> [ASSIGNMENT] List, from the lines below, each one with "sources" in it.

Records from a collection
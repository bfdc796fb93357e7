//! 编排器：一次查询的完整链路
//!
//! 加载历史 / 偏好 / 资料 → 规划 → 推送计划 → 逐步执行 → 合成 → 持久化两条消息 → 后台强化偏好 → 返回结果。
//! 任一阶段抛出错误时，持久化用户消息与固定致歉回复后把原错误返回给调用方。

use std::sync::{Arc, Mutex};

use serde::Serialize;
use tokio::sync::mpsc::UnboundedSender;
use tokio::task::JoinHandle;
use tokio_util::sync::CancellationToken;

use crate::core::{OrchestratorError, StoreError};
use crate::jobs::{JobQueue, JobRef};
use crate::memory::{Message, PreferenceGateway, Role};
use crate::pipeline::executor::latest_job;
use crate::pipeline::{
    EventSink, ExecutionPlan, PipelineEvent, PlanExecutor, Planner, SourceRecord, SynthesisResult,
    Synthesizer, ToolResult,
};
use crate::prompt::{PromptInputs, UserProfile};
use crate::store::{MessageRecord, Store};
use crate::tools::ToolContext;

pub const APOLOGY_MESSAGE: &str =
    "I'm sorry, something went wrong while processing your request. Please try again.";

#[derive(Debug, Clone, Default)]
pub struct QueryRequest {
    pub message: String,
    pub user_id: String,
    pub session_id: Option<String>,
    pub client_id: Option<String>,
    pub project_id: Option<String>,
}

impl QueryRequest {
    pub fn new(message: impl Into<String>, user_id: impl Into<String>) -> Self {
        Self {
            message: message.into(),
            user_id: user_id.into(),
            ..Self::default()
        }
    }

    pub fn with_session(mut self, session_id: impl Into<String>) -> Self {
        self.session_id = Some(session_id.into());
        self
    }
}

#[derive(Debug, Clone, Copy, Default, PartialEq, Eq, Serialize)]
pub struct TokenUsage {
    pub planning: u64,
    pub synthesis: u64,
}

impl TokenUsage {
    pub fn total(&self) -> u64 {
        self.planning + self.synthesis
    }
}

#[derive(Debug, Clone, Serialize)]
pub struct QueryResponse {
    pub content: String,
    pub plan: ExecutionPlan,
    pub tool_results: Vec<ToolResult>,
    pub sources: Vec<SourceRecord>,
    pub tokens: TokenUsage,
    pub model: String,
    pub job: Option<JobRef>,
    /// 本次查询发生的降级（plan_parse_failed / fallback_provider / synthesis_timeout）
    pub degraded: Vec<String>,
}

pub struct Orchestrator {
    planner: Planner,
    executor: PlanExecutor,
    synthesizer: Synthesizer,
    memory: Arc<PreferenceGateway>,
    store: Arc<dyn Store>,
    jobs: Arc<dyn JobQueue>,
    history_limit: usize,
    memory_tasks: Mutex<Vec<JoinHandle<usize>>>,
}

impl Orchestrator {
    pub fn new(
        planner: Planner,
        executor: PlanExecutor,
        synthesizer: Synthesizer,
        memory: Arc<PreferenceGateway>,
        store: Arc<dyn Store>,
        jobs: Arc<dyn JobQueue>,
        history_limit: usize,
    ) -> Self {
        Self {
            planner,
            executor,
            synthesizer,
            memory,
            store,
            jobs,
            history_limit,
            memory_tasks: Mutex::new(Vec::new()),
        }
    }

    pub async fn process_query(
        &self,
        request: QueryRequest,
        events: Option<UnboundedSender<PipelineEvent>>,
        cancel: CancellationToken,
    ) -> Result<QueryResponse, OrchestratorError> {
        let sink = EventSink::new(events);
        tracing::info!(
            user_id = %request.user_id,
            session_id = request.session_id.as_deref().unwrap_or("-"),
            streaming = sink.is_streaming(),
            "Processing query"
        );

        match self.run(&request, &sink, &cancel).await {
            Ok(response) => Ok(response),
            Err(e) => {
                tracing::error!(error = %e, "Query failed, persisting apology");
                let session = request.session_id.as_deref();
                self.persist(MessageRecord::new(session, Role::User, &request.message))
                    .await;
                self.persist(MessageRecord::new(session, Role::Assistant, APOLOGY_MESSAGE))
                    .await;
                Err(e)
            }
        }
    }

    /// 等待所有后台偏好更新完成
    pub async fn flush_memory(&self) {
        let handles: Vec<JoinHandle<usize>> = match self.memory_tasks.lock() {
            Ok(mut tasks) => tasks.drain(..).collect(),
            Err(_) => Vec::new(),
        };
        for handle in handles {
            if let Err(e) = handle.await {
                tracing::warn!(error = %e, "Memory update task failed");
            }
        }
    }

    async fn run(
        &self,
        request: &QueryRequest,
        events: &EventSink,
        cancel: &CancellationToken,
    ) -> Result<QueryResponse, OrchestratorError> {
        let session = request.session_id.as_deref();
        let history = self.load_history(session).await;
        let preferences = self.memory.get_preferences(&request.user_id).await;
        let profile = self.load_profile(&request.user_id).await;
        let inputs = PromptInputs {
            user_message: &request.message,
            history_len: history.len(),
            preferences: &preferences,
            profile: profile.as_ref(),
        };

        let mut degraded = Vec::new();

        let (plan, plan_degradation) = self
            .planner
            .plan(&inputs, &history, cancel)
            .await?
            .into_parts();
        degraded.extend(plan_degradation.map(|d| d.as_str().to_string()));
        events.emit(PipelineEvent::Plan(plan.clone()));

        let ctx = ToolContext {
            user_id: request.user_id.clone(),
            client_id: request.client_id.clone(),
            project_id: request.project_id.clone(),
            session_id: request.session_id.clone(),
            store: Arc::clone(&self.store),
            jobs: Arc::clone(&self.jobs),
            cancel: cancel.clone(),
        };
        let results = self.executor.execute(&plan, &ctx, events).await?;

        let (synthesis, synthesis_degradation) = self
            .synthesizer
            .synthesize(&inputs, &history, &results, events, cancel)
            .await?
            .into_parts();
        degraded.extend(synthesis_degradation.map(|d| d.as_str().to_string()));

        let tokens = TokenUsage {
            planning: plan.tokens_used,
            synthesis: synthesis.tokens_used,
        };
        let sources: Vec<SourceRecord> = results.iter().map(ToolResult::source_record).collect();
        let job = latest_job(&results);

        self.persist(MessageRecord::new(session, Role::User, &request.message))
            .await;
        let assistant =
            assistant_record(session, &synthesis, tokens, &plan, &results, &sources, job.as_ref());
        self.persist(assistant).await;

        self.spawn_memory_update(&request.user_id, &results);

        Ok(QueryResponse {
            content: synthesis.content,
            plan,
            tool_results: results,
            sources,
            tokens,
            model: synthesis.model,
            job,
            degraded,
        })
    }

    async fn load_history(&self, session: Option<&str>) -> Vec<Message> {
        let Some(session_id) = session else {
            return Vec::new();
        };
        match self.store.load_history(session_id, self.history_limit).await {
            Ok(history) => history,
            Err(e) => {
                tracing::warn!(session_id, error = %e, "Failed to load history, continuing without");
                Vec::new()
            }
        }
    }

    async fn load_profile(&self, user_id: &str) -> Option<UserProfile> {
        match self.store.load_profile(user_id).await {
            Ok(profile) => profile,
            Err(e) => {
                tracing::warn!(user_id, error = %e, "Failed to load user profile");
                None
            }
        }
    }

    /// 写入失败只记日志，不重试、不影响返回
    async fn persist(&self, record: MessageRecord) {
        if let Err(e) = self.store.save_message(&record).await {
            log_persist_error(&record, &e);
        }
    }

    fn spawn_memory_update(&self, user_id: &str, results: &[ToolResult]) {
        let handle = self.memory.spawn_update(user_id.to_string(), results.to_vec());
        if let Ok(mut tasks) = self.memory_tasks.lock() {
            tasks.retain(|h| !h.is_finished());
            tasks.push(handle);
        }
    }
}

fn assistant_record(
    session: Option<&str>,
    synthesis: &SynthesisResult,
    tokens: TokenUsage,
    plan: &ExecutionPlan,
    results: &[ToolResult],
    sources: &[SourceRecord],
    job: Option<&JobRef>,
) -> MessageRecord {
    let tool_calls: Vec<_> = results.iter().map(|r| &r.tool_call).collect();
    let mut record = MessageRecord::new(session, Role::Assistant, synthesis.content.as_str());
    record.model_used = Some(synthesis.model.clone());
    record.tokens_used = tokens.total();
    record.plan_json = to_json_text(plan);
    record.tool_calls = to_json_text(&tool_calls);
    record.sources = to_json_text(sources);
    record.job_id = job.map(|j| j.job_id.clone());
    record.job_status = job.and_then(|j| j.status.clone());
    record
}

fn to_json_text<T: Serialize + ?Sized>(value: &T) -> Option<String> {
    match serde_json::to_string(value) {
        Ok(text) => Some(text),
        Err(e) => {
            tracing::warn!(error = %e, "Failed to serialize message field");
            None
        }
    }
}

fn log_persist_error(record: &MessageRecord, e: &StoreError) {
    tracing::warn!(
        session_id = record.session_id.as_deref().unwrap_or("-"),
        role = record.role.as_str(),
        error = %e,
        "Failed to persist message"
    );
}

> [EXERCISE OUTPUT]
    pub sources: Vec<SourceRecord>,
        let sources: Vec<SourceRecord> = results.iter().map(ToolResult::source_record).collect();
            assistant_record(session, &synthesis, tokens, &plan, &results, &sources, job.as_ref());
            sources,
    sources: &[SourceRecord],
    record.sources = to_json_text(sources);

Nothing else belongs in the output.